Of course, it was well known that John had walked a similar path and we felt a special bond with him. His song writing had been deeply impacted by his intensive therapy with Primal Scream author Arthur Janov. The results could be heard on his riveting Plastic Ono Band album, which we loved for its depth of feeling, directness and simplicity: "Mama don't go; daddy come home." "As soon as you're born they make you feel small…" "Look at me - who am I supposed to be?" "My mummy's dead; I can't get it through my head." "We're afraid of everyone, afraid of the sun…" "Love is real; real is love…" "I don't believe in Jesus, Buddha, Beatles - I just believe in me, Yoko and me."

I was 15 when Plastic Ono Band was originally released and I appreciated the album's searing honesty even then.

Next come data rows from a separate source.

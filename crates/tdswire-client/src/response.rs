//! Collected request results.

use std::sync::Arc;

use tdswire_protocol::{ColumnMetadata, Done, DoneStatus, Row, ServerMessage, Token};
use tdswire_types::SqlValue;

use crate::error::{RequestError, ServerError};

/// Rows of one result set.
#[derive(Debug, Clone)]
pub struct ResultSet {
    /// Column descriptions.
    pub columns: Arc<ColumnMetadata>,
    /// Rows in arrival order.
    pub rows: Vec<Row>,
}

impl ResultSet {
    /// Number of rows.
    #[must_use]
    pub fn len(&self) -> usize {
        self.rows.len()
    }

    /// Whether the result set has no rows.
    #[must_use]
    pub fn is_empty(&self) -> bool {
        self.rows.is_empty()
    }
}

/// An output parameter from a stored procedure call.
#[derive(Debug, Clone)]
pub struct OutputParam {
    /// Parameter name including the `@`.
    pub name: String,
    /// Parameter value.
    pub value: SqlValue,
}

/// Everything a request produced.
#[derive(Debug, Clone, Default)]
pub struct Response {
    /// Result sets in order.
    pub result_sets: Vec<ResultSet>,
    /// Row counts from DONE tokens that carried one.
    pub row_counts: Vec<u64>,
    /// Procedure return status.
    pub return_status: Option<i32>,
    /// Output parameters.
    pub output_params: Vec<OutputParam>,
    /// Informational messages.
    pub messages: Vec<ServerMessage>,
}

impl Response {
    /// Total rows affected across statements.
    #[must_use]
    pub fn rows_affected(&self) -> u64 {
        self.row_counts.iter().sum()
    }

    /// First result set, if any.
    #[must_use]
    pub fn first(&self) -> Option<&ResultSet> {
        self.result_sets.first()
    }

    /// Get an output parameter by name. The `@` is optional.
    #[must_use]
    pub fn get_output(&self, name: &str) -> Option<&OutputParam> {
        let name = name.trim_start_matches('@');
        self.output_params
            .iter()
            .find(|p| p.name.trim_start_matches('@').eq_ignore_ascii_case(name))
    }
}

/// Folds response tokens into a [`Response`].
#[derive(Debug, Default)]
pub(crate) struct ResponseBuilder {
    response: Response,
    errors: Vec<ServerError>,
}

impl ResponseBuilder {
    /// Absorb a token. Tokens that concern the session rather than the
    /// response are handed back.
    pub(crate) fn push(&mut self, token: Token) -> Option<Token> {
        match token {
            Token::ColMetadata(columns) => {
                if !columns.is_empty() {
                    self.response.result_sets.push(ResultSet {
                        columns,
                        rows: Vec::new(),
                    });
                }
            }
            Token::Row(row) => match self.response.result_sets.last_mut() {
                Some(set) => set.rows.push(row),
                None => tracing::debug!("row without column metadata dropped"),
            },
            Token::Done(done) | Token::DoneProc(done) | Token::DoneInProc(done) => self.done(done),
            Token::ReturnStatus(status) => self.response.return_status = Some(status),
            Token::ReturnValue(rv) => self.response.output_params.push(OutputParam {
                name: rv.name,
                value: rv.value,
            }),
            Token::Error(msg) => {
                tracing::debug!(number = msg.number, class = msg.class, message = %msg.message, "server error");
                self.errors.push(msg.into());
            }
            Token::Info(msg) => {
                tracing::info!(number = msg.number, message = %msg.message, "server message");
                self.response.messages.push(msg);
            }
            Token::Order(_) => {}
            other => return Some(other),
        }
        None
    }

    fn done(&mut self, done: Done) {
        if done.status.contains(DoneStatus::COUNT) {
            self.response.row_counts.push(done.row_count);
        }
    }

    /// Finish the response. The first server error fails the request.
    pub(crate) fn finish(self) -> Result<Response, RequestError> {
        match self.errors.into_iter().next() {
            Some(first) => Err(RequestError::from_server(first)),
            None => Ok(self.response),
        }
    }
}

#[cfg(test)]
#[allow(clippy::unwrap_used)]
mod tests {
    use super::*;
    use tdswire_protocol::{Collation, Column, ColumnFlags, ReturnValue, SqlType};

    use crate::error::RequestErrorCode;

    fn metadata() -> Arc<ColumnMetadata> {
        let ti = SqlType::Int.type_info(Collation::default());
        Arc::new(ColumnMetadata {
            columns: vec![Column::new("id", ti)],
        })
    }

    fn row(md: &Arc<ColumnMetadata>, v: i32) -> Token {
        Token::Row(Row {
            metadata: Arc::clone(md),
            values: vec![SqlValue::Int(v)],
        })
    }

    fn done(count: u64) -> Done {
        Done {
            status: DoneStatus::COUNT,
            cur_cmd: 0xC1,
            row_count: count,
        }
    }

    #[test]
    fn test_rows_grouped_by_result_set() {
        let md = metadata();
        let mut builder = ResponseBuilder::default();
        for token in [
            Token::ColMetadata(Arc::clone(&md)),
            row(&md, 1),
            row(&md, 2),
            Token::DoneInProc(done(2)),
            Token::ColMetadata(Arc::clone(&md)),
            row(&md, 3),
            Token::Done(done(1)),
        ] {
            assert!(builder.push(token).is_none());
        }
        let response = builder.finish().unwrap();
        assert_eq!(response.result_sets.len(), 2);
        assert_eq!(response.result_sets[0].len(), 2);
        assert_eq!(response.first().unwrap().rows[1].get(0), Some(&SqlValue::Int(2)));
        assert_eq!(response.rows_affected(), 3);
    }

    #[test]
    fn test_procedure_outputs() {
        let mut builder = ResponseBuilder::default();
        builder.push(Token::ReturnValue(ReturnValue {
            ordinal: 1,
            name: "@Total".into(),
            status: 1,
            user_type: 0,
            flags: ColumnFlags::from_bits(ColumnFlags::NULLABLE),
            type_info: SqlType::BigInt.type_info(Collation::default()),
            value: SqlValue::BigInt(42),
        }));
        builder.push(Token::ReturnStatus(0));
        builder.push(Token::DoneProc(Done::default()));
        let response = builder.finish().unwrap();
        assert_eq!(response.return_status, Some(0));
        assert_eq!(response.get_output("total").unwrap().value, SqlValue::BigInt(42));
        assert_eq!(response.get_output("@TOTAL").unwrap().name, "@Total");
        assert!(response.get_output("missing").is_none());
    }

    #[test]
    fn test_first_error_fails_request() {
        let mut builder = ResponseBuilder::default();
        for number in [547, 3621] {
            builder.push(Token::Error(ServerMessage {
                number,
                class: 16,
                message: format!("error {number}"),
                ..ServerMessage::default()
            }));
        }
        assert_eq!(builder.errors.len(), 2);
        let err = builder.finish().unwrap_err();
        assert_eq!(err.code, RequestErrorCode::Request);
        assert_eq!(err.server.unwrap().number, 547);
    }

    #[test]
    fn test_session_tokens_returned() {
        let mut builder = ResponseBuilder::default();
        let token = Token::Sspi(bytes::Bytes::from_static(b"x"));
        assert!(builder.push(token).is_some());
    }
}
//! PRELOGIN framing for the TLS handshake.
//!
//! TDS 7.x runs the TLS handshake inside the already-framed protocol: each
//! handshake flight travels as a PRELOGIN message and the server answers
//! the same way. [`PreloginStream`] sits between rustls and the socket,
//! wrapping outgoing flights into PRELOGIN packets and stripping packet
//! headers from incoming data. Once the handshake completes it is switched
//! to pass-through and all later TLS records go out unframed.

use std::io;
use std::pin::Pin;
use std::task::{Context, Poll, ready};

use bytes::{Buf, BytesMut};
use tdswire_protocol::packet::{PACKET_HEADER_SIZE, PacketType};
use tdswire_protocol::packetize;
use tokio::io::{AsyncRead, AsyncWrite, ReadBuf};

/// Stream adapter that frames handshake bytes as PRELOGIN packets.
#[derive(Debug)]
pub struct PreloginStream<S> {
    stream: S,
    handshaking: bool,
    packet_size: usize,

    header: [u8; PACKET_HEADER_SIZE],
    header_len: usize,
    read_remaining: usize,

    pending: BytesMut,
    outgoing: BytesMut,
}

impl<S> PreloginStream<S> {
    /// Wrap `stream`, framing writes in packets of at most `packet_size`.
    pub fn new(stream: S, packet_size: usize) -> Self {
        Self {
            stream,
            handshaking: true,
            packet_size,
            header: [0; PACKET_HEADER_SIZE],
            header_len: 0,
            read_remaining: 0,
            pending: BytesMut::new(),
            outgoing: BytesMut::new(),
        }
    }

    /// Stop framing. Later reads and writes go straight to the stream.
    pub fn handshake_complete(&mut self) {
        tracing::trace!("PRELOGIN framing switched to pass-through");
        self.handshaking = false;
    }

    /// Whether the handshake framing is still active.
    #[must_use]
    pub fn is_handshaking(&self) -> bool {
        self.handshaking
    }

    /// Get a reference to the underlying stream.
    pub fn get_ref(&self) -> &S {
        &self.stream
    }

    /// Consume the wrapper and return the underlying stream.
    pub fn into_inner(self) -> S {
        self.stream
    }
}

impl<S: AsyncRead + Unpin> PreloginStream<S> {
    /// Read packet headers until one with payload is open.
    ///
    /// Returns `false` at a clean end of stream.
    fn poll_open_packet(&mut self, cx: &mut Context<'_>) -> Poll<io::Result<bool>> {
        while self.read_remaining == 0 {
            while self.header_len < PACKET_HEADER_SIZE {
                let mut buf = ReadBuf::new(&mut self.header[self.header_len..]);
                ready!(Pin::new(&mut self.stream).poll_read(cx, &mut buf))?;
                let n = buf.filled().len();
                if n == 0 {
                    if self.header_len == 0 {
                        return Poll::Ready(Ok(false));
                    }
                    return Poll::Ready(Err(io::ErrorKind::UnexpectedEof.into()));
                }
                self.header_len += n;
            }
            self.header_len = 0;

            if self.header[0] != PacketType::PreLogin as u8 {
                return Poll::Ready(Err(io::Error::new(
                    io::ErrorKind::InvalidData,
                    format!(
                        "expected PRELOGIN packet during TLS handshake, got 0x{:02X}",
                        self.header[0]
                    ),
                )));
            }
            let length = usize::from(u16::from_be_bytes([self.header[2], self.header[3]]));
            if length < PACKET_HEADER_SIZE {
                return Poll::Ready(Err(io::Error::new(
                    io::ErrorKind::InvalidData,
                    format!("PRELOGIN packet length {length} below header size"),
                )));
            }
            self.read_remaining = length - PACKET_HEADER_SIZE;
            tracing::trace!(payload = self.read_remaining, "handshake packet from server");
        }
        Poll::Ready(Ok(true))
    }
}

impl<S: AsyncRead + Unpin> AsyncRead for PreloginStream<S> {
    fn poll_read(
        self: Pin<&mut Self>,
        cx: &mut Context<'_>,
        buf: &mut ReadBuf<'_>,
    ) -> Poll<io::Result<()>> {
        let this = self.get_mut();
        if !this.handshaking {
            return Pin::new(&mut this.stream).poll_read(cx, buf);
        }

        if !ready!(this.poll_open_packet(cx))? {
            return Poll::Ready(Ok(()));
        }

        let mut scratch = [0u8; 4096];
        let max = this.read_remaining.min(buf.remaining()).min(scratch.len());
        if max == 0 {
            return Poll::Ready(Ok(()));
        }
        let mut limited = ReadBuf::new(&mut scratch[..max]);
        ready!(Pin::new(&mut this.stream).poll_read(cx, &mut limited))?;
        let n = limited.filled().len();
        if n == 0 {
            return Poll::Ready(Err(io::ErrorKind::UnexpectedEof.into()));
        }
        buf.put_slice(limited.filled());
        this.read_remaining -= n;
        Poll::Ready(Ok(()))
    }
}

impl<S: AsyncWrite + Unpin> AsyncWrite for PreloginStream<S> {
    fn poll_write(
        self: Pin<&mut Self>,
        cx: &mut Context<'_>,
        buf: &[u8],
    ) -> Poll<io::Result<usize>> {
        let this = self.get_mut();
        if !this.handshaking {
            return Pin::new(&mut this.stream).poll_write(cx, buf);
        }
        this.pending.extend_from_slice(buf);
        Poll::Ready(Ok(buf.len()))
    }

    fn poll_flush(self: Pin<&mut Self>, cx: &mut Context<'_>) -> Poll<io::Result<()>> {
        let this = self.get_mut();

        if this.outgoing.is_empty() && !this.pending.is_empty() {
            let flight = this.pending.split();
            let packets = packetize(PacketType::PreLogin, &flight, this.packet_size, false);
            tracing::trace!(
                bytes = flight.len(),
                packets = packets.len(),
                "handshake flight to server"
            );
            for packet in packets {
                packet.encode(&mut this.outgoing);
            }
        }

        while !this.outgoing.is_empty() {
            let n = ready!(Pin::new(&mut this.stream).poll_write(cx, &this.outgoing))?;
            if n == 0 {
                return Poll::Ready(Err(io::ErrorKind::WriteZero.into()));
            }
            this.outgoing.advance(n);
        }

        Pin::new(&mut this.stream).poll_flush(cx)
    }

    fn poll_shutdown(self: Pin<&mut Self>, cx: &mut Context<'_>) -> Poll<io::Result<()>> {
        Pin::new(&mut self.get_mut().stream).poll_shutdown(cx)
    }
}

#[cfg(test)]
#[allow(clippy::unwrap_used)]
mod tests {
    use super::*;
    use tokio::io::{AsyncReadExt, AsyncWriteExt, duplex};

    fn prelogin_packets(payload: &[u8], packet_size: usize) -> Vec<u8> {
        let mut out = BytesMut::new();
        for p in packetize(PacketType::PreLogin, payload, packet_size, false) {
            p.encode(&mut out);
        }
        out.to_vec()
    }

    #[tokio::test]
    async fn test_flight_split_by_packet_size() {
        let (client, mut server) = duplex(64 * 1024);
        let mut stream = PreloginStream::new(client, 512);
        let flight = vec![0x16u8; 1000];
        stream.write_all(&flight[..300]).await.unwrap();
        stream.write_all(&flight[300..]).await.unwrap();
        stream.flush().await.unwrap();

        let expected = prelogin_packets(&flight, 512);
        let mut got = vec![0u8; expected.len()];
        server.read_exact(&mut got).await.unwrap();
        assert_eq!(got, expected);
        assert_eq!(got[0], 0x12);
        assert_eq!(got[1], 0x00);
    }

    #[tokio::test]
    async fn test_multi_packet_response_unwrapped() {
        let (client, mut server) = duplex(64 * 1024);
        let mut stream = PreloginStream::new(client, 4096);
        let reply: Vec<u8> = (0..3000u32).map(|i| i as u8).collect();
        server.write_all(&prelogin_packets(&reply, 1024)).await.unwrap();

        let mut got = vec![0u8; reply.len()];
        stream.read_exact(&mut got).await.unwrap();
        assert_eq!(got, reply);
    }

    #[tokio::test]
    async fn test_other_packet_type_rejected() {
        let mock = tokio_test::io::Builder::new()
            .read(&[0x04, 0x01, 0x00, 0x09, 0x00, 0x00, 0x01, 0x00, 0xFF])
            .build();
        let mut stream = PreloginStream::new(mock, 4096);
        let mut buf = [0u8; 16];
        let err = stream.read(&mut buf).await.unwrap_err();
        assert_eq!(err.kind(), io::ErrorKind::InvalidData);
    }

    #[tokio::test]
    async fn test_pass_through_after_handshake() {
        let (client, mut server) = duplex(1024);
        let mut stream = PreloginStream::new(client, 4096);
        stream.handshake_complete();
        assert!(!stream.is_handshaking());

        stream.write_all(b"\x17\x03\x03record").await.unwrap();
        stream.flush().await.unwrap();
        let mut got = [0u8; 9];
        server.read_exact(&mut got).await.unwrap();
        assert_eq!(&got, b"\x17\x03\x03record");

        server.write_all(b"reply").await.unwrap();
        let mut got = [0u8; 5];
        stream.read_exact(&mut got).await.unwrap();
        assert_eq!(&got, b"reply");
    }
}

But listening to it a decade later, just as I was embarking on my own journey in primal therapy and coming of age as a man, it was a total revelation to me. I was roused and inspired by John's vulnerability and his unflinching willingness to express his sadness, anger and pain. He was doing the personal healing work that I aspired to and it had completely transformed him - as a man and an artist. It had nothing to do with his celebrity status or wealth; John grew because he was committed to shining light into the dark places within himself. If he could do it, maybe I could too. Maybe we all could.

The next year John was gone. I'll never forget that night he died. I was a taxi driver in those days and I was behind the wheel of my cab when I heard the news. I had never lost a dear friend or family member before, so perhaps that's part of the reason John's death hit me so hard. That, and the utter senselessness of it. Instinctively, I flipped on my "off duty" light and headed straight for Dakota. By the time I arrived a crowd had already gathered. We hugged each other and cried and took whatever comfort we could in singing John's songs.

By 4 AM I was exhausted and in no shape to return home to Queens. So I walked over to Alec's apartment, which was in the neighborhood just two flights above our theater studio. Until then our relationship was that of teacher/pupil, but that morning a friendship was born. We stayed up until dawn talking about John and listening to WNEW-FM where overnight host Vin Scelsa had dispensed with the music and was speaking with callers on the air. Neither of us realized it at the time, but the idea of doing an annual Lennon tribute had taken root in our hearts.

The following summer we were involved with a playwright who was writing a piece about the night John died and how it dramatically changed the course of two couples. We were going to present it as a reading, but a few weeks before it was scheduled to happen, the playwright got cold feet and pulled out of the project. (I've long lost contact with him and don't know if he ever finished it.) Our impulse to remember John was strong and we felt compelled to do something. But what? We had already sent out publicity and the audience would be expecting a show about John and his impact on our lives. Why not present an evening of theater, dance and music as a tribute to him? That first show was incredibly cathartic for performers and audience members alike. I don't recall who suggested it, but we decided that night to make it an annual event, and after a quarter of a century it's still going strong.

Like anything with a long and vibrant life, the Annual Lennon Tribute has gone through some big changes over the years. It began as an outpouring of sorrow and grief and has evolved into a joyful celebration, not just of John, but of ourselves as performing artists in service to our community. As director, I challenge the performers to take creative risks and develop work that grapples with the same perennial issues that John revisited throughout his career: peace, love, rebellion, spirituality, feminism and personal transformation.

That the show continues to inspire us to create new work in his memory and attract a warm audience every year is a testament to the lasting gift that John left behind. We remember him so fondly because he touched us as at the very core of our beings, as only a great artist can.

"While there's life, there's hope," John once said. Well, it turns out there's hope in death too, because the essence of what John embodied can never be snuffed out: it lives on in us.

For me, our Annual Lennon Tribute is an uplifting reminder of that eternal reality.